Conclusions: The results demonstrate that morbidity/mortality and accelerated target organ damage induced by inhibition of nitric oxide synthase in SHR was attenuated by treatment with a selective p38 MAPK inhibitor, SB-239063AN. The organ protection observed in the heart and kidney was not associated with preservation of endothelial function.

KEYWORDS Hypertension; MAP kinase; p38 MAPK inhibitor; Renal function; Endothelial function; Nitric oxide; Systolic blood pressure

	1. Introduction

Top Abstract 1. Introduction 2. Methods 3. Results 4. Discussion References

 
Loss of endothelial-dependent vasorelaxation and vascular inflammation are frequently associated with hypertension and hypertension target organ damage, such as progressive renal disease. Evidence suggests that a reduction in bioavailable NO contributes to endothelial dysfunction and that the mechanisms responsible involve scavenging of NO by excess reactive oxygen species (ROS) generated by endothelium, inflammatory cells and vascular smooth muscle [1,2]. In addition, the generation of ROS activates inflammatory mitogen-activated protein kinase (MAPK) pathways (p38 and JNK-1) through the redox regulation of ASK-1 [3–6]. In fact, enhanced activation of vascular p38 MAPK has been localized by phospho-p38 MAPK immunohistochemistry in blood vessels from hypertensive animals [7].

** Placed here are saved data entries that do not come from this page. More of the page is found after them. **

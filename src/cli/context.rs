//! What every command handler needs: storage, settings and the signed-in user

use chrono::NaiveDate;
use tracing::debug;

use crate::auth::{prompt_password, AuthManager, Secret};
use crate::config::paths::BudgetPaths;
use crate::config::settings::Settings;
use crate::currency::CurrencyManager;
use crate::error::{BudgetError, BudgetResult};
use crate::local::LocalStore;
use crate::models::{Budget, User, UserId};
use crate::services::{self, BudgetService};
use crate::storage::Storage;

pub struct CliContext<'a> {
    storage: &'a Storage,
    settings: Settings,
    auth: AuthManager<'a>,
}

impl<'a> CliContext<'a> {
    /// Build the context and pick up a saved session
    pub fn new(storage: &'a Storage, settings: Settings) -> BudgetResult<Self> {
        let auth = AuthManager::new(storage);
        auth.restore()?;
        Ok(Self {
            storage,
            settings,
            auth,
        })
    }

    pub fn storage(&self) -> &'a Storage {
        self.storage
    }

    pub fn paths(&self) -> &BudgetPaths {
        self.storage.paths()
    }

    pub fn settings(&self) -> &Settings {
        &self.settings
    }

    pub fn settings_mut(&mut self) -> &mut Settings {
        &mut self.settings
    }

    pub fn save_settings(&self) -> BudgetResult<()> {
        self.settings.save(self.paths())
    }

    pub fn auth(&self) -> &AuthManager<'a> {
        &self.auth
    }

    /// The signed-in user, or `NotAuthenticated`
    pub fn user(&self) -> BudgetResult<User> {
        self.auth.require_user()
    }

    /// The budget commands act on
    ///
    /// This is the budget picked with `budget use` while the user is still a
    /// member of it, otherwise the user's first budget. A user without any
    /// budget gets a fresh one.
    pub fn active_budget(&self, user: &User) -> BudgetResult<Budget> {
        let service = BudgetService::new(self.storage);
        if let Some(id) = self.auth.active_budget_id()? {
            match service.get_budget(id) {
                Ok(budget) if budget.is_member(user.id) => return Ok(budget),
                Ok(_) => debug!(budget_id = %id, "no longer a member of active budget"),
                Err(e) if e.is_not_found() => debug!(budget_id = %id, "active budget is gone"),
                Err(e) => return Err(e),
            }
        }

        let budget = service.load_or_create(user)?;
        self.auth.set_active_budget(Some(budget.id))?;
        Ok(budget)
    }

    pub fn local_store(&self) -> BudgetResult<LocalStore> {
        LocalStore::open(self.paths().local_store_file())
    }

    /// Currency manager in the display currency with the cached rate table
    pub fn currency(&self) -> BudgetResult<CurrencyManager> {
        let store = self.local_store()?;
        CurrencyManager::with_cached_rates(
            self.settings.display_currency,
            self.settings.rates_refresh_interval(),
            &store,
        )
    }

    pub fn today(&self) -> NaiveDate {
        services::today()
    }
}

/// Use the given password or ask for it without echo
pub fn password_or_prompt(given: Option<String>, prompt: &str) -> BudgetResult<Secret> {
    match given {
        Some(password) => Ok(Secret::new(password)),
        None => prompt_password(prompt),
    }
}

/// Member of `budget` by name, email or name prefix
pub fn resolve_member(budget: &Budget, input: &str) -> BudgetResult<UserId> {
    let needle = input.trim().to_lowercase();
    let exact = budget
        .members
        .iter()
        .find(|m| m.name.to_lowercase() == needle || m.email == needle);
    if let Some(member) = exact {
        return Ok(member.user_id);
    }

    let mut prefixed = budget
        .members
        .iter()
        .filter(|m| m.name.to_lowercase().starts_with(&needle));
    match (prefixed.next(), prefixed.next()) {
        (Some(member), None) => Ok(member.user_id),
        (Some(_), Some(_)) => Err(BudgetError::Validation(format!(
            "'{}' matches more than one member",
            input
        ))),
        _ => Err(BudgetError::member_not_found(input)),
    }
}
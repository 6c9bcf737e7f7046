//! Tracing subscriber setup
//!
//! The filter comes from `FAMB_LOG` (e.g. `FAMB_LOG=family_budget=debug`)
//! and defaults to `warn`.

use std::fs::OpenOptions;
use std::path::Path;
use std::sync::Mutex;

use tracing_subscriber::EnvFilter;

use crate::error::{BudgetError, BudgetResult};

pub const LOG_ENV: &str = "FAMB_LOG";

fn env_filter() -> EnvFilter {
    EnvFilter::try_from_env(LOG_ENV).unwrap_or_else(|_| EnvFilter::new("warn"))
}

/// Log to stderr; used by the command line
pub fn init_stderr() {
    let _ = tracing_subscriber::fmt()
        .with_env_filter(env_filter())
        .with_writer(std::io::stderr)
        .with_target(false)
        .try_init();
}

/// Log to a file so the terminal UI is left alone
pub fn init_file(path: &Path) -> BudgetResult<()> {
    if let Some(parent) = path.parent() {
        std::fs::create_dir_all(parent)?;
    }
    let file = OpenOptions::new().create(true).append(true).open(path)?;
    tracing_subscriber::fmt()
        .with_env_filter(env_filter())
        .with_writer(Mutex::new(file))
        .with_ansi(false)
        .try_init()
        .map_err(|e| BudgetError::Config(format!("Failed to set up logging: {}", e)))
}
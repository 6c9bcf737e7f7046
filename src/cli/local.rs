//! Machine-local data: preferences, cached rates and drafts

use std::fs;
use std::path::PathBuf;

use clap::Subcommand;

use crate::error::{BudgetError, BudgetResult};
use crate::local::AppDataExport;

use super::context::CliContext;

#[derive(Subcommand)]
pub enum LocalCommands {
    /// Write local data as JSON (stdout when no file is given)
    Export { file: Option<PathBuf> },

    /// Replace local data with an export; the old data is kept as a local backup
    Import { file: PathBuf },

    /// Drop cached exchange rates and other cached values
    ClearCache,
}

pub fn handle_local_command(ctx: &CliContext, cmd: LocalCommands) -> BudgetResult<()> {
    let store = ctx.local_store()?;

    match cmd {
        LocalCommands::Export { file } => {
            let export = store.export_app_data()?;
            let json = serde_json::to_string_pretty(&export)
                .map_err(|e| BudgetError::Export(e.to_string()))?;
            match file {
                Some(path) => {
                    fs::write(&path, json)
                        .map_err(|e| BudgetError::Export(format!("Failed to write {}: {}", path.display(), e)))?;
                    println!("Exported {} local entries to {}", export.data.len(), path.display());
                }
                None => println!("{}", json),
            }
        }

        LocalCommands::Import { file } => {
            let json = fs::read_to_string(&file)
                .map_err(|e| BudgetError::Import(format!("Failed to read {}: {}", file.display(), e)))?;
            let export: AppDataExport = serde_json::from_str(&json)
                .map_err(|e| BudgetError::Import(format!("Invalid local data file: {}", e)))?;
            let backup_key = store.create_backup()?;
            store.import_app_data(&export)?;
            println!("Imported {} local entries (previous data saved as {})", export.data.len(), backup_key);
        }

        LocalCommands::ClearCache => {
            let removed = store.clear_cache()?;
            println!("Removed {} cached entries", removed);
        }
    }

    Ok(())
}
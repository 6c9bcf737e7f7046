//! Shortcut overview for the current page

use crossterm::event::KeyEvent;
use ratatui::{
    style::Modifier,
    text::{Line, Span},
    widgets::{Block, Borders, Clear, Paragraph},
    Frame,
};

use crate::tui::app::App;
use crate::tui::keybindings::{bindings_for, key_label, KeyContext};
use crate::tui::theme::Palette;

use super::boxed;

pub fn render(frame: &mut Frame, app: &App) {
    let palette = app.palette;
    let lines = help_lines(app, palette);
    let area = boxed(52, lines.len() as u16, frame.area());
    frame.render_widget(Clear, area);

    let block = Block::default()
        .title(Span::styled(" Help ", palette.title()))
        .borders(Borders::ALL)
        .border_style(palette.border(true));
    frame.render_widget(Paragraph::new(lines).block(block), area);
}

fn help_lines(app: &App, palette: Palette) -> Vec<Line<'static>> {
    let sections = [
        ("Everywhere", KeyContext::Global),
        (app.page.title(), KeyContext::Page(app.page)),
        ("In dialogs", KeyContext::Dialog),
    ];
    let mut lines = Vec::new();
    for (title, context) in sections {
        let bindings: Vec<_> = bindings_for(context).collect();
        if bindings.is_empty() {
            continue;
        }
        if !lines.is_empty() {
            lines.push(Line::from(""));
        }
        lines.push(Line::from(Span::styled(
            title,
            palette.title().add_modifier(Modifier::UNDERLINED),
        )));
        for binding in bindings {
            lines.push(Line::from(vec![
                Span::styled(format!("  {:<10}", key_label(&binding.key)), palette.title()),
                Span::styled(binding.description, palette.text()),
            ]));
        }
    }
    lines
}

/// Any key closes help
pub fn handle_key(app: &mut App, _key: KeyEvent) {
    app.close_dialog();
}
//! Transaction repository (transactions.json)
//!
//! Queries mirror what the pages ask for: equality filters on budget, member,
//! category and kind, newest first, optionally capped.

use chrono::NaiveDate;

use crate::error::BudgetError;
use crate::models::{BudgetId, DateRange, Transaction, TransactionKind, UserId};

use super::collection::Collection;

pub type TransactionRepository = Collection<Transaction>;

/// Equality query over a budget's transactions
#[derive(Debug, Clone, Default)]
pub struct TransactionQuery {
    pub budget_id: Option<BudgetId>,
    pub user_id: Option<UserId>,
    pub category: Option<String>,
    pub kind: Option<TransactionKind>,
    pub range: Option<DateRange>,
    pub limit: Option<usize>,
}

impl TransactionQuery {
    pub fn for_budget(budget_id: BudgetId) -> Self {
        Self {
            budget_id: Some(budget_id),
            ..Self::default()
        }
    }

    pub fn user(mut self, user_id: UserId) -> Self {
        self.user_id = Some(user_id);
        self
    }

    pub fn category(mut self, category: impl Into<String>) -> Self {
        self.category = Some(category.into());
        self
    }

    pub fn kind(mut self, kind: TransactionKind) -> Self {
        self.kind = Some(kind);
        self
    }

    pub fn range(mut self, range: DateRange) -> Self {
        self.range = Some(range);
        self
    }

    pub fn limit(mut self, limit: usize) -> Self {
        self.limit = Some(limit);
        self
    }

    pub fn matches(&self, txn: &Transaction) -> bool {
        self.budget_id.map_or(true, |b| txn.budget_id == b)
            && self.user_id.map_or(true, |u| txn.user_id == u)
            && self.kind.map_or(true, |k| txn.kind == k)
            && self
                .category
                .as_deref()
                .map_or(true, |c| txn.category.eq_ignore_ascii_case(c))
            && self.range.map_or(true, |r| r.contains(txn.date))
    }
}

impl Collection<Transaction> {
    /// Run a query; results are ordered by entry time, newest first
    pub fn query(&self, query: &TransactionQuery) -> Result<Vec<Transaction>, BudgetError> {
        let mut transactions = self.filter(|t| query.matches(t))?;
        if let Some(limit) = query.limit {
            transactions.truncate(limit);
        }
        Ok(transactions)
    }

    /// Transactions of a budget ordered by booking date, newest first
    pub fn by_date(&self, budget_id: BudgetId) -> Result<Vec<Transaction>, BudgetError> {
        let mut transactions = self.filter(|t| t.budget_id == budget_id)?;
        transactions.sort_by(|a, b| b.date.cmp(&a.date).then(b.created_at.cmp(&a.created_at)));
        Ok(transactions)
    }

    /// Number of transactions in a budget using a category
    pub fn count_for_category(
        &self,
        budget_id: BudgetId,
        category: &str,
    ) -> Result<usize, BudgetError> {
        Ok(self
            .query(&TransactionQuery::for_budget(budget_id).category(category))?
            .len())
    }

    /// Dates a budget has transactions on, newest first
    pub fn dates(&self, budget_id: BudgetId) -> Result<Vec<NaiveDate>, BudgetError> {
        let mut dates: Vec<_> = self
            .filter(|t| t.budget_id == budget_id)?
            .into_iter()
            .map(|t| t.date)
            .collect();
        dates.sort_by(|a, b| b.cmp(a));
        dates.dedup();
        Ok(dates)
    }
}

#[cfg(test)]
mod tests {
    use super::*;
    use crate::models::Money;
    use chrono::{Duration, Utc};
    use tempfile::TempDir;

    fn day(d: u32) -> NaiveDate {
        NaiveDate::from_ymd_opt(2025, 3, d).unwrap()
    }

    fn txn(
        budget: BudgetId,
        user: UserId,
        kind: TransactionKind,
        category: &str,
        date: NaiveDate,
        age_minutes: i64,
    ) -> Transaction {
        let mut t = Transaction::new(
            budget,
            user,
            "Anna",
            kind,
            Money::from_minor(100),
            category,
            date,
            user,
        );
        t.created_at = Utc::now() - Duration::minutes(age_minutes);
        t
    }

    fn repo_with_data() -> (TempDir, TransactionRepository, BudgetId, UserId, UserId) {
        let temp_dir = TempDir::new().unwrap();
        let repo = TransactionRepository::new(temp_dir.path().join("transactions.json"));
        let budget = BudgetId::new();
        let anna = UserId::new();
        let bob = UserId::new();

        use TransactionKind::*;
        repo.upsert(txn(budget, anna, Expense, "Groceries", day(1), 30)).unwrap();
        repo.upsert(txn(budget, bob, Expense, "Transport", day(2), 20)).unwrap();
        repo.upsert(txn(budget, anna, Income, "Salary", day(3), 10)).unwrap();
        repo.upsert(txn(BudgetId::new(), anna, Expense, "Groceries", day(3), 5))
            .unwrap();

        (temp_dir, repo, budget, anna, bob)
    }

    #[test]
    fn test_query_filters_and_orders() {
        let (_dir, repo, budget, anna, bob) = repo_with_data();

        let all = repo.query(&TransactionQuery::for_budget(budget)).unwrap();
        assert_eq!(all.len(), 3);
        assert_eq!(all[0].category, "Salary");

        let annas = repo
            .query(&TransactionQuery::for_budget(budget).user(anna))
            .unwrap();
        assert_eq!(annas.len(), 2);

        let bobs_expenses = repo
            .query(
                &TransactionQuery::for_budget(budget)
                    .user(bob)
                    .kind(TransactionKind::Expense),
            )
            .unwrap();
        assert_eq!(bobs_expenses.len(), 1);

        let groceries = repo
            .query(&TransactionQuery::for_budget(budget).category("groceries"))
            .unwrap();
        assert_eq!(groceries.len(), 1);
    }

    #[test]
    fn test_query_limit_and_range() {
        let (_dir, repo, budget, _, _) = repo_with_data();

        let latest = repo
            .query(&TransactionQuery::for_budget(budget).limit(1))
            .unwrap();
        assert_eq!(latest.len(), 1);

        let early = repo
            .query(&TransactionQuery::for_budget(budget).range(DateRange::new(day(1), day(2))))
            .unwrap();
        assert_eq!(early.len(), 2);
    }

    #[test]
    fn test_category_count_and_dates() {
        let (_dir, repo, budget, _, _) = repo_with_data();
        assert_eq!(repo.count_for_category(budget, "Groceries").unwrap(), 1);
        assert_eq!(repo.dates(budget).unwrap(), vec![day(3), day(2), day(1)]);
        assert_eq!(repo.by_date(budget).unwrap()[0].date, day(3));
    }
}
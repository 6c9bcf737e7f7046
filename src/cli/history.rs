//! Operation history

use clap::Args;

use crate::error::BudgetResult;

use super::context::CliContext;

#[derive(Args)]
pub struct HistoryArgs {
    /// Number of entries to show
    #[arg(short = 'n', long, default_value = "20")]
    pub limit: usize,
    /// Trim the log to its newest entries
    #[arg(long)]
    pub compact: Option<usize>,
}

pub fn handle_history(ctx: &CliContext, args: HistoryArgs) -> BudgetResult<()> {
    let audit = ctx.storage().audit();

    if let Some(keep) = args.compact {
        let removed = audit.compact(keep)?;
        println!("Removed {} old history entries", removed);
        return Ok(());
    }

    let entries = audit.read_recent(args.limit)?;
    if entries.is_empty() {
        println!("No history yet.");
        return Ok(());
    }
    for entry in entries {
        println!("{}", entry.format_human_readable());
    }
    Ok(())
}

Recent studies have demonstrated that chronic treatment with p38 MAPK inhibitors, potent anti-inflammatory agents, significantly reduced target organ damage in the salt-sensitive stroke-prone spontaneously hypertensive rat (SS-SHRSP). In this model, organ protection induced by the p38 MAPK inhibitors was also associated with endothelial protection and amelioration of salt-induced hypertension [7].

The purpose of the present study was to examine the role of endothelial protection in the overall target organ protection observed following chronic treatment of hypertension with a p38 MAPK inhibitor. Specifically, renal and cardiac target organ damage was accelerated in spontaneously hypertensive rats (SHR) by treatment with N-nitro-L-arginine methyl ester (L-NAME), a nitric oxide synthase inhibitor. This model allows target organ protection to be examined separately from endothelial protection or systemic hemodynamic changes associated with preservation of nitric oxide. Structural and functional protection was evaluated following chronic treatment with a selective p38 MAPK inhibitor, SB-239063AN.

	2. Methods

Top Abstract 1. Introduction 2. Methods 3. Results 4. Discussion References

 
2.1. Animals and experimental protocol
Male spontaneously hypertensive rats (SHR), n=66, (Taconic Farms) were included in the study at 10 weeks of age. Experiments were conducted in accord with the Guide for Care and Use of Laboratory Animals (NIH Publication 85-23) and experimental protocols were reviewed and approved by the GlaxoSmithKline Animal Care and Use Committee.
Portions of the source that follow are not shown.